• Task prompt
Each line of the data below that carries the word "Write" needs to be copied.

• Supplied records
use folio_derive::folio_error;
use std::borrow::Cow;

#[folio_error]
pub enum StoreError {
    #[error("Write failed{}: {source}", format_context(.context))]
    Write { source: std::io::Error, context: Option<Cow<'static, str>> },

    #[error("Read failed{}: {source}", format_context(.context))]
    Read { source: std::io::Error, context: Option<Cow<'static, str>> },
}

// Both variants wrap `std::io::Error`, so no `From` exists and this impl does not conflict.
impl From<std::io::Error> for StoreError {
    fn from(source: std::io::Error) -> Self {
        Self::Read { source, context: None }
    }
}

fn main() {
    let err = StoreError::Write { source: std::io::Error::other("full"), context: None };
    let err = Err::<(), _>(err).context("Saving").unwrap_err();
    assert_eq!(err.to_string(), "Write failed (Saving): full");
}
//! Contact feature slice: visitor messages are validated, stamped and stored, then listed
//! newest first.
//!
//! The slice owns the `contact_message` table and registers its schema through
//! [`MIGRATIONS`].

mod error;
#[cfg(feature = "server")]
pub mod handlers;
pub mod model;
mod service;
pub mod store;

pub use error::{ContactError, ContactErrorExt};
pub use model::{ContactMessage, ContactSubmission, ValidContact};
pub use service::{ContactService, MESSAGE_LIMIT};
pub use store::{ContactStore, SurrealContactStore};

use folio_database::{Database, Migration};
use folio_kernel::domain::registry::InitializedSlice;

pub const SLICE_NAME: &str = "contact";

/// Schema scripts, applied in order by the database builder.
pub const MIGRATIONS: &[Migration] = &[Migration::new(
    SLICE_NAME,
    "0001_contact_message",
    include_str!("../migrations/0001_contact_message.surql"),
)];

/// Contact feature state.
#[folio_derive::folio_slice]
pub struct Contact {
    pub service: ContactService<SurrealContactStore>,
}

/// Initialize the contact feature over an already migrated connection.
#[must_use]
pub fn init(db: &Database) -> InitializedSlice {
    tracing::info!("Contact slice initialized");

    let store = SurrealContactStore::new(db.clone());
    let slice = Contact::new(ContactInner { service: ContactService::new(store) });
    InitializedSlice::new(slice)
}
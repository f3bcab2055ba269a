use axum::extract::FromRef;
use folio_database::Database;
use folio_domain::config::AppConfig;
use folio_domain::registry::{FeatureSlice, InitializedSlice};
use fxhash::FxHashMap;
use std::any::{TypeId, type_name};
use std::borrow::Cow;
use std::ops::Deref;
use std::sync::Arc;

#[folio_derive::folio_error]
pub enum ApiStateError {
    /// A required part was not handed to the builder.
    #[error("Incomplete API state{}: {message}", format_context(.context))]
    Incomplete { message: Cow<'static, str>, context: Option<Cow<'static, str>> },
    /// A handler asked for a slice that was never registered.
    #[error("Feature slice not registered{}: {message}", format_context(.context))]
    MissingSlice { message: Cow<'static, str>, context: Option<Cow<'static, str>> },
}

/// Everything a request handler can reach: configuration, the store connection, and
/// the registered feature slices.
#[derive(Debug)]
pub struct ApiStateInner {
    pub config: AppConfig,
    pub database: Database,
    slices: FxHashMap<TypeId, InitializedSlice>,
}

/// Shared handle to [`ApiStateInner`]; one clone per request.
#[derive(Debug, Clone)]
pub struct ApiState {
    inner: Arc<ApiStateInner>,
}

impl ApiState {
    #[must_use]
    pub fn builder() -> ApiStateBuilder {
        ApiStateBuilder::default()
    }

    #[must_use]
    pub fn get_slice<T: FeatureSlice>(&self) -> Option<&T> {
        self.inner.slices.get(&TypeId::of::<T>())?.downcast_ref::<T>()
    }

    /// Like [`get_slice`](Self::get_slice), but a missing slice is an error that maps to a 500.
    pub fn try_get_slice<T: FeatureSlice>(&self) -> Result<&T, ApiStateError> {
        self.get_slice::<T>()
            .ok_or_else(|| ApiStateError::MissingSlice { message: type_name::<T>().into(), context: None })
    }

    /// Type names of the registered slices.
    pub fn slice_names(&self) -> impl Iterator<Item = &'static str> + '_ {
        self.inner.slices.values().map(|slice| slice.name)
    }
}

impl Deref for ApiState {
    type Target = ApiStateInner;

    fn deref(&self) -> &Self::Target {
        &self.inner
    }
}

impl FromRef<ApiState> for Database {
    fn from_ref(state: &ApiState) -> Self {
        state.database.clone()
    }
}

#[must_use = "builders do nothing unless you call .build()"]
#[derive(Debug, Default)]
pub struct ApiStateBuilder {
    config: Option<AppConfig>,
    database: Option<Database>,
    slices: Vec<InitializedSlice>,
}

impl ApiStateBuilder {
    /// Defaults to [`AppConfig::default`] when not set.
    pub fn config(mut self, config: AppConfig) -> Self {
        self.config = Some(config);
        self
    }

    pub fn db(mut self, database: Database) -> Self {
        self.database = Some(database);
        self
    }

    /// Adds slices; registering the same slice type twice keeps the last one.
    pub fn register_slices(mut self, slices: impl IntoIterator<Item = InitializedSlice>) -> Self {
        self.slices.extend(slices);
        self
    }

    pub fn build(self) -> Result<ApiState, ApiStateError> {
        let Some(database) = self.database else {
            return Err(ApiStateError::Incomplete {
                message: "no database connection".into(),
                context: None,
            });
        };

        let slices = self.slices.into_iter().map(|slice| (slice.id, slice)).collect();
        let config = self.config.unwrap_or_default();

        Ok(ApiState { inner: Arc::new(ApiStateInner { config, database, slices }) })
    }
}

#[cfg(test)]
mod tests {
    use super::*;
    use std::any::Any;

    #[derive(Debug)]
    struct Greeter(&'static str);

    impl FeatureSlice for Greeter {
        fn as_any(&self) -> &dyn Any {
            self
        }
    }

    #[derive(Debug)]
    struct Unregistered;

    impl FeatureSlice for Unregistered {
        fn as_any(&self) -> &dyn Any {
            self
        }
    }

    async fn database() -> Database {
        Database::builder().url("mem://").session("test", "state").init().await.expect("mem://")
    }

    #[tokio::test]
    async fn slices_are_found_by_type() {
        let state = ApiState::builder()
            .db(database().await)
            .register_slices([InitializedSlice::new(Greeter("hello"))])
            .build()
            .expect("state");

        assert_eq!(state.get_slice::<Greeter>().map(|g| g.0), Some("hello"));
        assert!(state.get_slice::<Unregistered>().is_none());
        assert!(matches!(
            state.try_get_slice::<Unregistered>(),
            Err(ApiStateError::MissingSlice { .. })
        ));
        assert_eq!(state.slice_names().count(), 1);
        assert_eq!(state.config.server.port, 8001);
    }

    #[test]
    fn database_is_required() {
        let err = ApiState::builder().build().unwrap_err();
        assert!(matches!(err, ApiStateError::Incomplete { .. }));
    }
}
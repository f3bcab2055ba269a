use crate::macros::attrs::derived_trait_names;
use fxhash::FxHashSet;
use proc_macro2::{Span, TokenStream};
use quote::quote;
use syn::parse::Parser;
use syn::punctuated::Punctuated;
use syn::{Attribute, Expr, ExprLit, ItemFn, ItemStruct, Lit, LitStr, MetaNameValue, Token};

const DEFAULT_RENAME: &str = "snake_case";

#[derive(Default)]
struct ApiModelArgs {
    rename_all: Option<LitStr>,
    deny_unknown_fields: Option<bool>,
}

#[derive(Default)]
struct SerdeAttrs {
    rename_all: Option<LitStr>,
    deny_unknown_fields: bool,
}

/// Expands the `#[api_model]` attribute macro.
pub fn expand_api_model(args: TokenStream, input: ItemStruct) -> TokenStream {
    match try_expand_api_model(args, &input) {
        Ok(tokens) => tokens,
        Err(err) => err.to_compile_error(),
    }
}

fn try_expand_api_model(args: TokenStream, input: &ItemStruct) -> syn::Result<TokenStream> {
    let args = parse_args(args)?;
    let serde = serde_attrs(&input.attrs)?;
    let derives = derived_trait_names(&input.attrs);

    let derive_attr = derive_attr(&derives);
    let schema_attr = if derives.contains("ToSchema") {
        quote! {}
    } else {
        quote! { #[cfg_attr(feature = "server", derive(::utoipa::ToSchema))] }
    };

    let rename = args.rename_all.unwrap_or_else(|| LitStr::new(DEFAULT_RENAME, Span::call_site()));
    let rename_attr = match &serde.rename_all {
        Some(existing) if existing.value() != rename.value() => {
            return Err(syn::Error::new_spanned(
                existing,
                "Conflicting serde rename_all; remove it or pass the same value to api_model",
            ));
        }
        Some(_) => quote! {},
        None => quote! { #[serde(rename_all = #rename)] },
    };

    let deny = args.deny_unknown_fields.unwrap_or(true);
    let deny_attr = match (serde.deny_unknown_fields, deny) {
        (true, false) => {
            return Err(syn::Error::new_spanned(
                &input.ident,
                "deny_unknown_fields is already set via serde; remove it before disabling",
            ));
        }
        (false, true) => quote! { #[serde(deny_unknown_fields)] },
        _ => quote! {},
    };

    Ok(quote! {
        #derive_attr
        #schema_attr
        #rename_attr
        #deny_attr
        #input
    })
}

/// Expands the `#[api_handler]` attribute macro.
pub fn expand_api_handler(args: TokenStream, input: ItemFn) -> TokenStream {
    let ItemFn { attrs, vis, sig, block } = input;

    quote! {
        #(#attrs)*
        #[allow(clippy::unused_async)]
        #[cfg_attr(feature = "server", ::utoipa::path(#args))]
        #vis #sig #block
    }
}

fn parse_args(args: TokenStream) -> syn::Result<ApiModelArgs> {
    let metas = Punctuated::<MetaNameValue, Token![,]>::parse_terminated.parse2(args)?;
    let mut parsed = ApiModelArgs::default();

    for meta in metas {
        let Expr::Lit(ExprLit { lit, .. }) = &meta.value else {
            return Err(syn::Error::new_spanned(&meta.value, "Expected a literal value"));
        };

        match lit {
            Lit::Str(value) if meta.path.is_ident("rename_all") => {
                if parsed.rename_all.replace(value.clone()).is_some() {
                    return Err(syn::Error::new_spanned(&meta, "Duplicate argument"));
                }
            },
            Lit::Bool(value) if meta.path.is_ident("deny_unknown_fields") => {
                if parsed.deny_unknown_fields.replace(value.value).is_some() {
                    return Err(syn::Error::new_spanned(&meta, "Duplicate argument"));
                }
            },
            _ => {
                return Err(syn::Error::new_spanned(
                    &meta,
                    "Expected `rename_all = \"...\"` or `deny_unknown_fields = <bool>`",
                ));
            },
        }
    }

    Ok(parsed)
}

fn serde_attrs(attrs: &[Attribute]) -> syn::Result<SerdeAttrs> {
    let mut info = SerdeAttrs::default();

    for attr in attrs.iter().filter(|attr| attr.path().is_ident("serde")) {
        attr.parse_nested_meta(|meta| {
            if meta.path.is_ident("rename_all") {
                info.rename_all = Some(meta.value()?.parse()?);
            } else if meta.path.is_ident("deny_unknown_fields") {
                info.deny_unknown_fields = true;
            } else if meta.input.peek(Token![=]) {
                // Other serde container attributes are passed through untouched.
                let _: Expr = meta.value()?.parse()?;
            }
            Ok(())
        })?;
    }

    Ok(info)
}

fn derive_attr(derives: &FxHashSet<String>) -> TokenStream {
    let tokens: Vec<TokenStream> = [
        ("Debug", quote! { Debug }),
        ("Serialize", quote! { ::serde::Serialize }),
        ("Deserialize", quote! { ::serde::Deserialize }),
    ]
    .into_iter()
    .filter(|(name, _)| !derives.contains(*name))
    .map(|(_, tokens)| tokens)
    .collect();

    if tokens.is_empty() { quote! {} } else { quote! { #[derive(#(#tokens),*)] } }
}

• Written solution
    #[error("Write failed{}: {source}", format_context(.context))]
    Write { source: std::io::Error, context: Option<Cow<'static, str>> },
    let err = StoreError::Write { source: std::io::Error::other("full"), context: None };
    assert_eq!(err.to_string(), "Write failed (Saving): full");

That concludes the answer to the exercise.